This recording is composed of six contemporary works for a saxophone quartet. If this repertoire has been constantly enriched over the past half-century, it is because this combination of four instruments covers a wide range, with extremely rich harmonic and rhythmic textures.
Recorded in Paris, May 2000, Grand plateau du Conservatoire National Superieur de Musique & de Danse. Musica Numeris Studio
All Music Guide
This Alpha Productions release, Mysterious Morning, is the first full-length disc by the Quatuor Habanera, a French saxophone quartet founded in 1993 and dedicated to the exploration of the ever-expanding universe of music being created for this instrumental combination. The main event for many listeners will be the inclusion of a late Iannis Xenakis work, Xas (1987). Booklet note-writer Alain Poirer describes Xenakis' music as "harsh and severe," yet Xas' surprising moments of sweetness are what the listener takes note of; the sections aptly described by Poirer's words will come as no shock to ears attuned to the sound of free jazz groups. Gyorgy Ligeti's popular and oft recorded Bagatelles (6) are presented in a saxophone quartet adaptation made in 1997 by Guillaume Bourgogne with the approval of the composer and recorded here for the first time. The tone of the saxophone enhances the bright, folksy, and popular aspects of this early Ligeti piece. The best thing on the disc, though, is young Japanese composer Fuminori Tanada's Mysterious Morning II, which dives into the realm of saxophone ensemble sonority feet first, producing many startling effects that can only be made by these instruments. Mysterious Morning II also has the benefit of being a mysterious, atmospheric, and vaguely spiritual piece without being new agey.
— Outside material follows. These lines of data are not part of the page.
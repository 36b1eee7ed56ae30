// SPDX-License-Identifier: MIT
// Copyright 2026 Roland Dreier <roland@rolandd.dev>

//! Spotify-Session API Server
//!
//! Logs users in with Spotify and issues locally signed access and refresh
//! tokens wrapping the provider tokens.

use spotify_session::{
    config::Config,
    db::{FirestoreDb, InMemoryStore, UserStore},
    services::{OAuthProvider, SpotifyClient},
    AppState,
};
use std::sync::Arc;
use tracing_subscriber::{layer::SubscriberExt, util::SubscriberInitExt};

#[tokio::main]
async fn main() -> Result<(), Box<dyn std::error::Error>> {
    // Initialize structured JSON logging
    init_logging()?;

    // Load configuration from environment
    let config = Config::from_env()?;
    tracing::info!(port = config.port, "Starting Spotify-Session API");

    // Initialize user store
    let db: Arc<dyn UserStore> = match &config.gcp_project_id {
        Some(project_id) => Arc::new(FirestoreDb::new(project_id).await?),
        None => {
            tracing::warn!("GCP_PROJECT_ID not set, users are kept in memory");
            Arc::new(InMemoryStore::new())
        }
    };

    // Initialize Spotify client
    let spotify: Arc<dyn OAuthProvider> = Arc::new(SpotifyClient::new(&config));

    // Build shared state
    let state = Arc::new(AppState::new(config.clone(), db, spotify));

    // Build router
    let app = spotify_session::routes::create_router(state);

    // Start server
    let addr = format!("0.0.0.0:{}", config.port);
    let listener = tokio::net::TcpListener::bind(&addr).await?;
    tracing::info!(address = %addr, "Server listening");

    axum::serve(listener, app).await?;
    Ok(())
}

/// Initialize structured JSON logging.
fn init_logging() -> Result<(), Box<dyn std::error::Error>> {
    let format = tracing_subscriber::fmt::layer()
        .json()
        .with_target(false)
        .with_current_span(true)
        .flatten_event(true);

    tracing_subscriber::registry()
        .with(
            tracing_subscriber::EnvFilter::from_default_env()
                .add_directive("spotify_session=debug".parse()?)
                .add_directive("info".parse()?),
        )
        .with(format)
        .init();
    Ok(())
}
Franco Donatoni's Rasch, originally written for the Rascher Saxophone Quartet, starts out sounding like a broken-down old squeeze box and dissolves into a flurry of Berg-like flittering. It does not make much of an impression, but Donatoni's mirror-image retrograde version of it with some added percussion, Rasch II, does. It is just that in reverse order for some reason the form of the piece is more convincing - go figure. Outside of referencing the Dies Irae several times, Sofiya Gubaidulina's In Erwartung is so sparse it seems hardly there, and it didn't do a thing for the listener.
To want Mysterious Morning one must take a fancy to saxophone groups and contemporary music, a rather specialized combination of tastes. For those who qualify, this is a solid effort by Quatuor Habanera and, despite some less than interesting music, it does make one want to hear more by this group.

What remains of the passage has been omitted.